A Cannes, les salons de beauté portent bien leur nom. Visez les forfaits proposés : « Angelina Jolie » (microneedling + manucure + brushing, 180 euros), « Charlize Theron » (blanchiment dentaire + make-up + brushing, 210 euros)… D’une notoriété pourtant comparable à ces actrices, Emma Stone ne dispose pas, à ce jour, d’offre à sa gloire. C’est que la comédienne américaine résiste aux classifications trop nettes. De cette identité flottante, le cinéaste grec Yorgos Lanthimos a fait le sujet de leur quatrième collaboration, Kinds of Kindness, film présenté en compétition sur la Croisette, vendredi 17 mai.
Comme le reste du casting, Emma Stone y interprète trois personnages, ni tout à fait la même ni tout à fait une autre à chaque fois. Ses partenaires de jeu, fatalement, s’y perdent un peu : dans l’un des trois segments du film, un flic, campé par Jesse Plemons, s’imagine ainsi qu’elle a été remplacée par un sosie.
La scène, remarquable d’inquiétante étrangeté, est rejouée pour rire par les deux acteurs, dans le palace où on les rencontre. « Es-tu la vraie Emma ? Qui sait… », marmonne Jesse Plemons, de sa voix inimitablement caverneuse. « Si tu dis ça, c’est que tu n’es pas Jesse, mais son avatar ! », riposte Stone, piquante en diable. Leurs canettes de Red Bull lâchent un « pschitt » synchrone. Le rouquin arbore un tee-shirt teint par ses enfants ; la rouquine une robe Vuitton beige et des stilettos noirs, qui s’évertuent, l’une de souligner, les autres de stabiliser, sa silhouette.
Promotion par paire
Depuis quelque temps, Hollywood orchestre la promotion de ses vedettes par paire, plutôt qu’en solo. Dans le cas de Kinds of Kindness – dont le titre de travail a longtemps été And (« et ») –, cette lubie s’avère moins pénible qu’à l’accoutumée. D’autant que Stone et Plemons n’ont guère à surjouer leur complicité : nés la même année – en 1988 –, ils ont poussé sur un humus proche, elle dans une banlieue chic et arty de Phoenix (Arizona), lui à Dallas (Texas).
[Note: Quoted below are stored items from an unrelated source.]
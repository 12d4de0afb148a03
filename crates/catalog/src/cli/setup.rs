use clap::{Args, Parser, Subcommand};
use std::path::PathBuf;

#[derive(Parser, Debug)]
#[command(
    name = "catalog",
    bin_name = "catalog",
    version,
    disable_help_subcommand = true
)]
#[command(
    about = "Typed-attribute catalog of categories, features and resources",
    long_about = None
)]
pub struct Cli {
    #[command(subcommand)]
    pub command: Commands,

    /// Data directory (defaults to $CATALOG_DATA, then the OS data dir)
    #[arg(long, global = true, help_heading = "Options")]
    pub data: Option<PathBuf>,

    /// Verbose output (debug logs on stderr)
    #[arg(short, long, global = true, help_heading = "Options")]
    pub verbose: bool,
}

#[derive(Subcommand, Debug)]
pub enum Commands {
    /// List the value types a feature can declare
    Types,

    /// Manage categories
    #[command(subcommand)]
    Category(CategoryCommands),

    /// Manage typed features
    #[command(subcommand)]
    Feature(FeatureCommands),

    /// Manage resources
    #[command(subcommand)]
    Resource(ResourceCommands),

    /// Manage feature values
    #[command(subcommand)]
    Value(ValueCommands),

    /// Remove dangling references and mistyped values
    Doctor,

    /// Load the demo data set
    Seed {
        /// Only seed when the catalog is empty
        #[arg(long)]
        if_empty: bool,
    },

    /// Show record counts
    Stats,
}

#[derive(Subcommand, Debug)]
pub enum CategoryCommands {
    /// Create a category
    Create { name: String },
    /// Show one category
    Get { id: String },
    /// List all categories
    #[command(alias = "ls")]
    List,
    /// Rename a category
    Update { id: String, name: String },
    /// Delete a category with its features, resources and values
    #[command(alias = "rm")]
    Delete { id: String },
}

#[derive(Subcommand, Debug)]
pub enum FeatureCommands {
    /// Create a feature
    Create {
        name: String,
        /// STRING, NUMBER or BOOLEAN
        #[arg(long = "type", short = 't')]
        value_type: String,
        #[arg(long, short = 'c')]
        category: String,
    },
    /// Show one feature
    Get { id: String },
    /// List features, optionally within one category
    #[command(alias = "ls")]
    List {
        #[arg(long, short = 'c')]
        category: Option<String>,
    },
    /// Update a feature (its type cannot change)
    Update {
        id: String,
        #[arg(long)]
        name: Option<String>,
        #[arg(long = "type", short = 't')]
        value_type: Option<String>,
        #[arg(long, short = 'c')]
        category: Option<String>,
    },
    /// Delete a feature and its values
    #[command(alias = "rm")]
    Delete { id: String },
}

#[derive(Subcommand, Debug)]
pub enum ResourceCommands {
    /// Create a resource
    Create {
        name: String,
        #[arg(long, short = 'q', allow_hyphen_values = true)]
        quantity: i64,
        /// Create the resource as inactive
        #[arg(long)]
        inactive: bool,
        #[arg(long, short = 'c')]
        category: String,
    },
    /// Show one resource
    Get { id: String },
    /// List resources, optionally within one category
    #[command(alias = "ls")]
    List {
        #[arg(long, short = 'c')]
        category: Option<String>,
    },
    /// Update a resource
    Update {
        id: String,
        #[arg(long)]
        name: Option<String>,
        #[arg(long, short = 'q', allow_hyphen_values = true)]
        quantity: Option<i64>,
        /// true (active) or false (inactive)
        #[arg(long)]
        status: Option<bool>,
        #[arg(long, short = 'c')]
        category: Option<String>,
    },
    /// Delete a resource and its values
    #[command(alias = "rm")]
    Delete { id: String },
}

/// The three value slots. Exactly one must be given, matching the
/// feature's type.
#[derive(Args, Debug, Default)]
pub struct SlotArgs {
    #[arg(long = "string")]
    pub value_string: Option<String>,
    #[arg(long = "number", allow_hyphen_values = true)]
    pub value_number: Option<f64>,
    #[arg(long = "bool")]
    pub value_boolean: Option<bool>,
}

#[derive(Subcommand, Debug)]
pub enum ValueCommands {
    /// Attach a value to a resource for a feature
    Create {
        #[arg(long, short = 'r')]
        resource: String,
        #[arg(long, short = 'f')]
        feature: String,
        #[command(flatten)]
        slots: SlotArgs,
    },
    /// Show one value
    Get {
        id: String,
        /// Include the resource and feature it binds
        #[arg(long)]
        detail: bool,
        /// Only succeed if the value belongs to this resource
        #[arg(long, short = 'r')]
        resource: Option<String>,
    },
    /// List values, optionally for one resource or one feature
    #[command(alias = "ls")]
    List {
        #[arg(long, short = 'r', conflicts_with = "feature")]
        resource: Option<String>,
        #[arg(long, short = 'f')]
        feature: Option<String>,
    },
    /// Replace a value
    Update {
        id: String,
        /// Only succeed if the value belongs to this resource
        #[arg(long, short = 'r')]
        resource: Option<String>,
        #[command(flatten)]
        slots: SlotArgs,
    },
    /// Delete a value
    #[command(alias = "rm")]
    Delete {
        id: String,
        /// Only succeed if the value belongs to this resource
        #[arg(long, short = 'r')]
        resource: Option<String>,
    },
}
Révélé par les séries Breaking Bad et Friday Night Lights, choyé par l’élite hollywoodienne (Spielberg, Scorsese, Paul Thomas Anderson…), Jesse Plemons n’avait pas, jusque-là, tourné avec un cinéaste européen. Emma Stone s’est fait un plaisir de jouer les intermédiaires. « Le cinéma de Yorgos ne ressemble à aucun autre, il faut accepter de ne pas avoir toutes les réponses… Au début, c’est effrayant, mais cela devient vite libérateur. Emma m’a guidé et rassuré », confie Plemons.
Depuis La Favorite (2018), Stone est devenue la comédienne favorite, justement, de l’alien hellène. Une collaboration qui lui réussit : elle a décroché cette année, pour la deuxième fois après La La Land en 2017, l’Oscar de la meilleure actrice pour son rôle expressionniste dans le précédent film du réalisateur grec, Pauvres créatures.